Why the Dow's Seesawing This Morning

Again, the stock market is playing tricks on investors who aren't paying attention every minute of the trading day. Mixed housing data that showed a rise in housing starts but a drop in building permits didn't provide any clear direction, and after opening lower, stocks bounced back. Still, the real action may not come until this afternoon, when the Fed releases its Beige Book survey, discussing conditions for businesses throughout 12 U.S. regions. At around 10:45 a.m. EDT, the Dow Jones Industrials (INDEX: ^DJI  ) were up 33 points after being down as much as 50 points near the open.

The Dow got more earnings news, with Intel (Nasdaq: INTC  ) reporting and rising 2.5% following a mixed report. The semiconductor giant beat estimates for the second quarter but issued warnings for the third quarter and the full 2012 year. Citing a "more challenging macroeconomic environment," the company now expects slower revenue growth than it previously did. But investors seem relieved that the news wasn't worse, especially after rival AMD's (NYSE: AMD  ) revenue warning earlier this month.

Bank of America (NYSE: BAC  ) , however, was down more than 2% after releasing its quarterly report this morning.

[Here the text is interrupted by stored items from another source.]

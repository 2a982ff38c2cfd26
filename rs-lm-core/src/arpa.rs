//! Reader for the ARPA text format.
//!
//! ```text
//! \data\
//! ngram 1=3
//! ngram 2=1
//!
//! \1-grams:
//! -1.0	<unk>
//! -99	<s>	-0.5
//! -1.2	</s>
//!
//! \2-grams:
//! -0.3	<s> </s>
//!
//! \end\
//! ```
//!
//! Fields are separated by any whitespace. The backoff column is optional
//! below the highest order and forbidden at it. Every word of a longer
//! n-gram must have been declared as a unigram, except `<unk>`.

use std::io::BufRead;

use log::{debug, info};

use crate::build::NgramCollector;
use crate::error::{LmError, Result};

/// Line source that counts lines and can hand one back.
struct Lines<R> {
	inner: std::io::Lines<R>,
	number: u64,
	pending: Option<String>,
}

impl<R: BufRead> Lines<R> {
	fn new(reader: R) -> Self {
		Self { inner: reader.lines(), number: 0, pending: None }
	}

	fn next_line(&mut self) -> Result<Option<String>> {
		if let Some(line) = self.pending.take() {
			return Ok(Some(line));
		}
		match self.inner.next() {
			Some(line) => {
				self.number += 1;
				Ok(Some(line?))
			}
			None => Ok(None),
		}
	}

	/// Next non-blank line, trimmed.
	fn expect_content(&mut self, what: &str) -> Result<String> {
		loop {
			match self.next_line()? {
				Some(line) if line.trim().is_empty() => continue,
				Some(line) => return Ok(line.trim().to_owned()),
				None => return Err(LmError::format(self.number, format!("end of file while looking for {what}"))),
			}
		}
	}

	fn push_back(&mut self, line: String) {
		self.pending = Some(line);
	}
}

/// Reads a complete ARPA file.
///
/// # Errors
/// Returns a format error with the offending line number for malformed
/// input, a count mismatch when a section holds a different number of
/// n-grams than announced, and an unsupported-order error for models
/// outside `2..=MAX_ORDER`.
pub fn read_arpa<R: BufRead>(reader: R) -> Result<NgramCollector> {
	let mut lines = Lines::new(reader);
	loop {
		match lines.next_line()? {
			Some(line) if line.trim() == "\\data\\" => break,
			Some(_) => continue,
			None => return Err(LmError::format(lines.number, "missing \\data\\ header")),
		}
	}

	let counts = read_counts(&mut lines)?;
	info!("Reading ARPA model of order {} with counts {:?}", counts.len(), counts);
	let mut collector = NgramCollector::new(counts.len())?;
	collector.reserve(&counts);

	for (order, &expected) in (1..).zip(&counts) {
		let header = format!("\\{order}-grams:");
		let line = lines.expect_content(&header)?;
		if line != header {
			return Err(LmError::format(lines.number, format!("expected {header}, found \"{line}\"")));
		}

		let mut found = 0u64;
		while let Some(line) = lines.next_line()? {
			let entry = line.trim();
			if entry.is_empty() {
				break;
			}
			if entry.starts_with('\\') {
				lines.push_back(line);
				break;
			}
			read_entry(&mut collector, order, entry, lines.number)?;
			found += 1;
		}
		if found != expected {
			return Err(LmError::CountMismatch { order, expected, found });
		}
		debug!("Read {found} {order}-grams");
	}

	let end = lines.expect_content("\\end\\")?;
	if end != "\\end\\" {
		return Err(LmError::format(lines.number, format!("expected \\end\\, found \"{end}\"")));
	}
	Ok(collector)
}

fn read_counts<R: BufRead>(lines: &mut Lines<R>) -> Result<Vec<u64>> {
	let mut counts = Vec::new();
	loop {
		let line = match lines.next_line()? {
			Some(line) => line,
			None if !counts.is_empty() => break,
			None => return Err(LmError::format(lines.number, "no n-gram counts after \\data\\")),
		};
		let line = line.trim();
		if line.is_empty() {
			if counts.is_empty() {
				continue;
			}
			break;
		}
		if line.starts_with('\\') {
			lines.push_back(line.to_owned());
			break;
		}
		let (order, count) = line
			.strip_prefix("ngram")
			.and_then(|rest| rest.split_once('='))
			.ok_or_else(|| LmError::format(lines.number, format!("expected \"ngram N=count\", found \"{line}\"")))?;
		let order: usize = order
			.trim()
			.parse()
			.map_err(|_| LmError::format(lines.number, format!("bad order \"{}\"", order.trim())))?;
		let count: u64 = count
			.trim()
			.parse()
			.map_err(|_| LmError::format(lines.number, format!("bad count \"{}\"", count.trim())))?;
		if order != counts.len() + 1 {
			return Err(LmError::format(lines.number, format!("count for order {order} out of sequence")));
		}
		counts.push(count);
	}
	Ok(counts)
}

fn parse_weight(field: &str, line: u64) -> Result<f32> {
	field.parse().map_err(|_| LmError::format(line, format!("\"{field}\" is not a number")))
}

fn read_entry(collector: &mut NgramCollector, order: usize, entry: &str, line: u64) -> Result<()> {
	let mut fields = entry.split_whitespace();
	let prob = parse_weight(fields.next().unwrap_or_default(), line)?;
	let words: Vec<&str> = fields.by_ref().take(order).collect();
	if words.len() != order {
		return Err(LmError::format(line, format!("expected {order} words after the probability")));
	}
	let backoff = match fields.next() {
		None => None,
		Some(_) if order == collector.order() => {
			return Err(LmError::format(line, "backoff given for a highest-order n-gram"));
		}
		Some(field) => Some(parse_weight(field, line)?),
	};
	if let Some(extra) = fields.next() {
		return Err(LmError::format(line, format!("unexpected field \"{extra}\"")));
	}

	if order == 1 {
		return collector.add_ngram(&words, prob, backoff);
	}
	let ids = words
		.iter()
		.map(|word| {
			collector
				.declared(word)
				.ok_or_else(|| LmError::format(line, format!("\"{word}\" was not declared as a unigram")))
		})
		.collect::<Result<Vec<_>>>()?;
	collector.add_ids(ids, prob, backoff);
	Ok(())
}
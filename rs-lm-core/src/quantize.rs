//! Storage of probabilities and backoffs inside trie records.
//!
//! [`DontQuantize`] keeps the raw floats (a 31-bit magnitude for the
//! probability, the full 32 bits for the backoff so its zero sign survives).
//! [`SeparatelyQuantize`] replaces each value with a short code indexing a
//! table of representative values. Tables are trained per order, once, before
//! any record is written, and live in the model buffer so decoding works the
//! same on a freshly built and on a mapped model.

use std::fmt::Debug;
use std::sync::mpsc;
use std::thread;

use byteorder::{ByteOrder, LittleEndian};
use log::debug;

use crate::binary_format::Parameters;
use crate::error::{LmError, Result};
use crate::util::bit_packing::{
	has_extension, read_float32, read_int25, read_non_positive_float31, write_float32, write_int25,
	write_non_positive_float31, BitsMask, EXTENSION_BACKOFF, NO_EXTENSION_BACKOFF,
};

/// Values collected per order, handed to [`Quantizer::train`].
#[derive(Clone, Debug, Default)]
pub struct TrainingSet {
	/// `(probs, backoffs)` for orders 2..N-1.
	pub middle: Vec<(Vec<f32>, Vec<f32>)>,
	/// Probabilities of order N.
	pub longest: Vec<f32>,
}

/// How weights are encoded in trie records.
pub trait Quantizer: Clone + Debug + Send + Sync {
	const IS_QUANTIZED: bool;

	/// Bytes reserved in the data region for the quantizer's tables.
	fn size(params: &Parameters) -> usize;

	/// Describes a quantizer whose tables start at byte `offset`.
	fn new(offset: usize, params: &Parameters) -> Self;

	/// Bits used by the weights of a middle record.
	fn middle_bits(&self) -> u8;

	/// Bits used by the probability of a longest-order record.
	fn longest_bits(&self) -> u8;

	/// Probability and backoff of the middle record whose weights start at `bit_off`.
	fn read_middle(&self, mem: &[u8], order_minus_2: usize, bit_off: u64) -> (f32, f32);

	fn read_middle_prob(&self, mem: &[u8], order_minus_2: usize, bit_off: u64) -> f32 {
		self.read_middle(mem, order_minus_2, bit_off).0
	}

	fn write_middle(&self, mem: &mut [u8], order_minus_2: usize, bit_off: u64, prob: f32, backoff: f32);

	fn read_longest(&self, mem: &[u8], bit_off: u64) -> f32;

	fn write_longest(&self, mem: &mut [u8], bit_off: u64, prob: f32);

	/// Builds the tables from every value that will later be encoded.
	///
	/// # Errors
	/// Returns an error if a training worker fails.
	fn train(&self, mem: &mut [u8], values: TrainingSet) -> Result<()>;
}

/// Raw floats.
#[derive(Clone, Copy, Debug, Default)]
pub struct DontQuantize;

impl Quantizer for DontQuantize {
	const IS_QUANTIZED: bool = false;

	fn size(_params: &Parameters) -> usize {
		0
	}

	fn new(_offset: usize, _params: &Parameters) -> Self {
		DontQuantize
	}

	fn middle_bits(&self) -> u8 {
		63
	}

	fn longest_bits(&self) -> u8 {
		31
	}

	#[inline]
	fn read_middle(&self, mem: &[u8], _order_minus_2: usize, bit_off: u64) -> (f32, f32) {
		(read_non_positive_float31(mem, bit_off), read_float32(mem, bit_off + 31))
	}

	#[inline]
	fn read_middle_prob(&self, mem: &[u8], _order_minus_2: usize, bit_off: u64) -> f32 {
		read_non_positive_float31(mem, bit_off)
	}

	fn write_middle(&self, mem: &mut [u8], _order_minus_2: usize, bit_off: u64, prob: f32, backoff: f32) {
		write_non_positive_float31(mem, bit_off, prob);
		write_float32(mem, bit_off + 31, backoff);
	}

	#[inline]
	fn read_longest(&self, mem: &[u8], bit_off: u64) -> f32 {
		read_non_positive_float31(mem, bit_off)
	}

	fn write_longest(&self, mem: &mut [u8], bit_off: u64, prob: f32) {
		write_non_positive_float31(mem, bit_off, prob);
	}

	fn train(&self, _mem: &mut [u8], _values: TrainingSet) -> Result<()> {
		Ok(())
	}
}

const HEADER_SIZE: usize = 8;

/// Backoff code of `-0.0`.
const NO_EXTENSION_CODE: u32 = 0;
/// Backoff code of `+0.0`.
const EXTENSION_CODE: u32 = 1;
const RESERVED_BACKOFF_CODES: usize = 2;

/// One table of centres: `2^bits` little-endian floats starting at `offset`.
///
/// The first `reserved` slots hold fixed values and are never chosen by
/// [`encode`](Bins::encode). The rest are sorted ascending.
#[derive(Clone, Copy, Debug)]
struct Bins {
	offset: usize,
	bits: u8,
	reserved: usize,
}

impl Bins {
	fn len(&self) -> usize {
		1 << self.bits
	}

	fn byte_size(&self) -> usize {
		self.len() * 4
	}

	#[inline]
	fn centre(&self, mem: &[u8], code: usize) -> f32 {
		let at = self.offset + code * 4;
		LittleEndian::read_f32(&mem[at..at + 4])
	}

	#[inline]
	fn decode(&self, mem: &[u8], code: u32) -> f32 {
		self.centre(mem, code as usize)
	}

	/// Code of the centre closest to `value`; ties go to the larger centre.
	fn encode(&self, mem: &[u8], value: f32) -> u32 {
		let (mut lo, mut hi) = (self.reserved, self.len());
		while lo < hi {
			let mid = lo + (hi - lo) / 2;
			if self.centre(mem, mid) < value {
				lo = mid + 1;
			} else {
				hi = mid;
			}
		}
		let above = lo;
		if above == self.reserved {
			return above as u32;
		}
		if above == self.len() {
			return (above - 1) as u32;
		}
		let closer_below = value - self.centre(mem, above - 1) < self.centre(mem, above) - value;
		(above - usize::from(closer_below)) as u32
	}

	fn store(&self, mem: &mut [u8], centres: &[f32]) {
		debug_assert_eq!(centres.len(), self.len() - self.reserved);
		for (i, &centre) in centres.iter().enumerate() {
			let at = self.offset + (self.reserved + i) * 4;
			LittleEndian::write_f32(&mut mem[at..at + 4], centre);
		}
	}
}

/// Splits sorted `values` into `count` equal-frequency buckets and returns
/// each bucket's mean.
///
/// An empty bucket repeats the previous centre; a leading empty bucket is
/// negative infinity. The result is non-decreasing.
fn make_bins(mut values: Vec<f32>, count: usize) -> Vec<f32> {
	values.sort_by(f32::total_cmp);
	let mut centres = Vec::with_capacity(count);
	let mut start = 0usize;
	for i in 0..count {
		let finish = ((i as u64 + 1) * values.len() as u64 / count as u64) as usize;
		let centre = if finish == start {
			centres.last().copied().unwrap_or(f32::NEG_INFINITY)
		} else {
			let sum: f64 = values[start..finish].iter().map(|&v| f64::from(v)).sum();
			(sum / (finish - start) as f64) as f32
		};
		centres.push(centre);
		start = finish;
	}
	centres
}

/// Independent probability and backoff tables for every order.
#[derive(Clone, Debug)]
pub struct SeparatelyQuantize {
	offset: usize,
	prob_bits: u8,
	backoff_bits: u8,
	/// `(prob, backoff)` tables of orders 2..N-1.
	middle: Vec<(Bins, Bins)>,
	longest: Bins,
}

impl SeparatelyQuantize {
	fn prob_mask(&self) -> BitsMask {
		BitsMask::by_bits(self.prob_bits)
	}

	fn backoff_mask(&self) -> BitsMask {
		BitsMask::by_bits(self.backoff_bits)
	}

	fn encode_backoff(&self, mem: &[u8], bins: &Bins, backoff: f32) -> u32 {
		if backoff == 0.0 {
			if has_extension(backoff) { EXTENSION_CODE } else { NO_EXTENSION_CODE }
		} else {
			bins.encode(mem, backoff)
		}
	}

	fn write_header(&self, mem: &mut [u8]) {
		let header = &mut mem[self.offset..self.offset + HEADER_SIZE];
		header[0] = self.prob_bits;
		header[1] = self.backoff_bits;
	}
}

impl Quantizer for SeparatelyQuantize {
	const IS_QUANTIZED: bool = true;

	fn size(params: &Parameters) -> usize {
		let prob = (1usize << params.prob_bits) * 4;
		let backoff = (1usize << params.backoff_bits) * 4;
		HEADER_SIZE + params.order().saturating_sub(2) * (prob + backoff) + prob
	}

	fn new(offset: usize, params: &Parameters) -> Self {
		let mut cursor = offset + HEADER_SIZE;
		let mut next_bins = |bits: u8, reserved: usize| {
			let bins = Bins { offset: cursor, bits, reserved };
			cursor += bins.byte_size();
			bins
		};
		let middle = (2..params.order())
			.map(|_| {
				let prob = next_bins(params.prob_bits, 0);
				let backoff = next_bins(params.backoff_bits, RESERVED_BACKOFF_CODES);
				(prob, backoff)
			})
			.collect();
		let longest = next_bins(params.prob_bits, 0);
		Self { offset, prob_bits: params.prob_bits, backoff_bits: params.backoff_bits, middle, longest }
	}

	fn middle_bits(&self) -> u8 {
		self.prob_bits + self.backoff_bits
	}

	fn longest_bits(&self) -> u8 {
		self.prob_bits
	}

	#[inline]
	fn read_middle(&self, mem: &[u8], order_minus_2: usize, bit_off: u64) -> (f32, f32) {
		let (prob_bins, backoff_bins) = &self.middle[order_minus_2];
		let prob = read_int25(mem, bit_off, self.prob_mask());
		let backoff = read_int25(mem, bit_off + u64::from(self.prob_bits), self.backoff_mask());
		(prob_bins.decode(mem, prob), backoff_bins.decode(mem, backoff))
	}

	#[inline]
	fn read_middle_prob(&self, mem: &[u8], order_minus_2: usize, bit_off: u64) -> f32 {
		self.middle[order_minus_2].0.decode(mem, read_int25(mem, bit_off, self.prob_mask()))
	}

	fn write_middle(&self, mem: &mut [u8], order_minus_2: usize, bit_off: u64, prob: f32, backoff: f32) {
		let (prob_bins, backoff_bins) = &self.middle[order_minus_2];
		let prob_code = prob_bins.encode(mem, prob);
		let backoff_code = self.encode_backoff(mem, backoff_bins, backoff);
		write_int25(mem, bit_off, self.prob_bits, prob_code);
		write_int25(mem, bit_off + u64::from(self.prob_bits), self.backoff_bits, backoff_code);
	}

	#[inline]
	fn read_longest(&self, mem: &[u8], bit_off: u64) -> f32 {
		self.longest.decode(mem, read_int25(mem, bit_off, self.prob_mask()))
	}

	fn write_longest(&self, mem: &mut [u8], bit_off: u64, prob: f32) {
		let code = self.longest.encode(mem, prob);
		write_int25(mem, bit_off, self.prob_bits, code);
	}

	fn train(&self, mem: &mut [u8], values: TrainingSet) -> Result<()> {
		debug_assert_eq!(values.middle.len(), self.middle.len());
		self.write_header(mem);

		let mut jobs: Vec<(Bins, Vec<f32>)> = Vec::new();
		for ((prob_bins, backoff_bins), (probs, backoffs)) in self.middle.iter().zip(values.middle) {
			// Zero backoffs have reserved codes and do not shape the bins.
			let backoffs: Vec<f32> = backoffs.into_iter().filter(|&b| b != 0.0).collect();
			jobs.push((*prob_bins, probs));
			jobs.push((*backoff_bins, backoffs));

			let reserved = backoff_bins.offset;
			LittleEndian::write_f32(&mut mem[reserved..reserved + 4], NO_EXTENSION_BACKOFF);
			LittleEndian::write_f32(&mut mem[reserved + 4..reserved + 8], EXTENSION_BACKOFF);
		}
		jobs.push((self.longest, values.longest));

		let workers = num_cpus::get().max(1).min(jobs.len());
		let mut shares: Vec<Vec<(Bins, Vec<f32>)>> = (0..workers).map(|_| Vec::new()).collect();
		for (i, job) in jobs.into_iter().enumerate() {
			shares[i % workers].push(job);
		}
		let expected: usize = shares.iter().map(Vec::len).sum();
		debug!("Training {expected} quantization tables on {workers} threads");

		let (tx, rx) = mpsc::channel();
		let mut handles = Vec::with_capacity(workers);
		for share in shares {
			let tx = tx.clone();
			handles.push(thread::spawn(move || {
				for (bins, values) in share {
					let centres = make_bins(values, bins.len() - bins.reserved);
					if tx.send((bins, centres)).is_err() {
						return;
					}
				}
			}));
		}
		drop(tx);

		let mut received = 0usize;
		for (bins, centres) in rx.iter() {
			bins.store(mem, &centres);
			received += 1;
		}
		for handle in handles {
			handle.join().map_err(|_| LmError::Worker("quantizer training panicked".to_owned()))?;
		}
		if received != expected {
			return Err(LmError::Worker(format!("expected {expected} quantization tables, got {received}")));
		}
		Ok(())
	}
}

#[cfg(test)]
mod tests {
	use super::*;
	use crate::config::ModelType;
	use rand::rngs::StdRng;
	use rand::{Rng, SeedableRng};

	fn params(order: usize, prob_bits: u8, backoff_bits: u8) -> Parameters {
		Parameters {
			model_type: ModelType::QuantTrie,
			counts: vec![10; order],
			prob_bits,
			backoff_bits,
			pointer_bhiksha_bits: 22,
			probing_multiplier: 1.5,
			has_vocab_strings: false,
		}
	}

	fn random_values(rng: &mut StdRng, count: usize) -> Vec<f32> {
		(0..count).map(|_| -rng.random_range(0.0f32..6.0)).collect()
	}

	fn trained(order: usize, prob_bits: u8, backoff_bits: u8, seed: u64) -> (SeparatelyQuantize, Vec<u8>) {
		let params = params(order, prob_bits, backoff_bits);
		let offset = 16;
		let quant = SeparatelyQuantize::new(offset, &params);
		let mut mem = vec![0u8; offset + SeparatelyQuantize::size(&params) + 64];
		let mut rng = StdRng::seed_from_u64(seed);
		let mut values = TrainingSet::default();
		for _ in 2..order {
			values.middle.push((random_values(&mut rng, 500), random_values(&mut rng, 500)));
		}
		values.longest = random_values(&mut rng, 500);
		quant.train(&mut mem, values).unwrap();
		(quant, mem)
	}

	#[test]
	fn make_bins_means_and_empty_buckets() {
		assert_eq!(make_bins(vec![-4.0, -1.0, -3.0, -2.0], 2), vec![-3.5, -1.5]);
		// Fewer values than buckets: leading buckets are empty.
		let centres = make_bins(vec![-2.0, -1.0], 4);
		assert_eq!(centres, vec![f32::NEG_INFINITY, -2.0, -2.0, -1.0]);
		assert!(make_bins(Vec::new(), 3).iter().all(|c| *c == f32::NEG_INFINITY));
	}

	#[test]
	fn sizes_follow_bit_widths() {
		let p = params(3, 8, 8);
		assert_eq!(SeparatelyQuantize::size(&p), 8 + (256 + 256) * 4 + 256 * 4);
		assert_eq!(SeparatelyQuantize::size(&params(2, 4, 4)), 8 + 16 * 4);
		assert_eq!(DontQuantize::size(&p), 0);
		let quant = SeparatelyQuantize::new(0, &params(3, 5, 7));
		assert_eq!(quant.middle_bits(), 12);
		assert_eq!(quant.longest_bits(), 5);
	}

	#[test]
	fn encoding_is_monotonic() {
		let (quant, mem) = trained(3, 6, 6, 11);
		let bins = quant.longest;
		let mut previous = 0u32;
		let mut value = -6.5f32;
		while value <= 0.5 {
			let code = bins.encode(&mem, value);
			assert!(code >= previous, "code dropped at {value}");
			previous = code;
			value += 0.01;
		}
	}

	#[test]
	fn decoding_picks_nearest_centre() {
		let (quant, mem) = trained(4, 5, 5, 3);
		let mut rng = StdRng::seed_from_u64(99);
		for order_minus_2 in 0..2 {
			let bins = quant.middle[order_minus_2].0;
			let centres: Vec<f32> = (0..bins.len()).map(|c| bins.centre(&mem, c)).collect();
			for _ in 0..200 {
				let value = -rng.random_range(0.0f32..6.0);
				let decoded = bins.decode(&mem, bins.encode(&mem, value));
				let best = centres.iter().map(|c| (c - value).abs()).fold(f32::INFINITY, f32::min);
				assert!(((decoded - value).abs() - best).abs() < 1e-6);
			}
		}
	}

	#[test]
	fn zero_backoffs_keep_their_sign() {
		let (quant, mut mem) = trained(3, 8, 8, 5);
		let base = (mem.len() as u64 - 32) * 8;
		quant.write_middle(&mut mem, 0, base, -1.0, EXTENSION_BACKOFF);
		quant.write_middle(&mut mem, 0, base + 16, -1.0, NO_EXTENSION_BACKOFF);
		quant.write_middle(&mut mem, 0, base + 32, -1.0, -0.7);
		let (_, extended) = quant.read_middle(&mem, 0, base);
		let (_, plain) = quant.read_middle(&mem, 0, base + 16);
		let (prob, real) = quant.read_middle(&mem, 0, base + 32);
		assert!(has_extension(extended) && extended == 0.0);
		assert!(!has_extension(plain));
		assert!((real + 0.7).abs() < 0.1);
		assert!((prob + 1.0).abs() < 0.1);
		assert_eq!(quant.read_middle_prob(&mem, 0, base + 32), prob);
	}

	#[test]
	fn header_records_widths() {
		let (quant, mem) = trained(2, 7, 3, 1);
		assert_eq!(&mem[16..18], &[7, 3]);
		let code_bits = quant.longest_bits();
		let mut mem = mem;
		let at = (mem.len() as u64 - 16) * 8 + 3;
		quant.write_longest(&mut mem, at, -2.0);
		assert!((quant.read_longest(&mem, at) + 2.0).abs() < 0.2);
		assert_eq!(code_bits, 7);
	}

	#[test]
	fn raw_weights_are_exact() {
		let mut mem = vec![0u8; 32];
		let quant = DontQuantize;
		quant.write_middle(&mut mem, 0, 5, -1.25, EXTENSION_BACKOFF);
		assert_eq!(quant.read_middle(&mem, 0, 5), (-1.25, 0.0));
		assert!(has_extension(quant.read_middle(&mem, 0, 5).1));
		quant.write_longest(&mut mem, 70, -0.5);
		assert_eq!(quant.read_longest(&mem, 70), -0.5);
	}
}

The bank reversed a year-ago loss by posting a profit of $2.46 billion. Yet a drop in overall loans supports the notion that the banking industry in general isn't lending as much as some policymakers would like. As the company scales back on its loss-producing mortgage business, the question remains where the bank will look for further growth.

Finally, American Express (NYSE: AXP  ) is down about half a percent. The financial company will report after the bell today, and analysts expect a small rise in earnings per share. With AmEx having beaten estimates five quarters in a row, investors will be hoping for the financial giant to extend that streak. Given improving credit conditions and the company's many initiatives to try to boost its presence in the industry, AmEx stands a reasonable chance of giving investors what they want.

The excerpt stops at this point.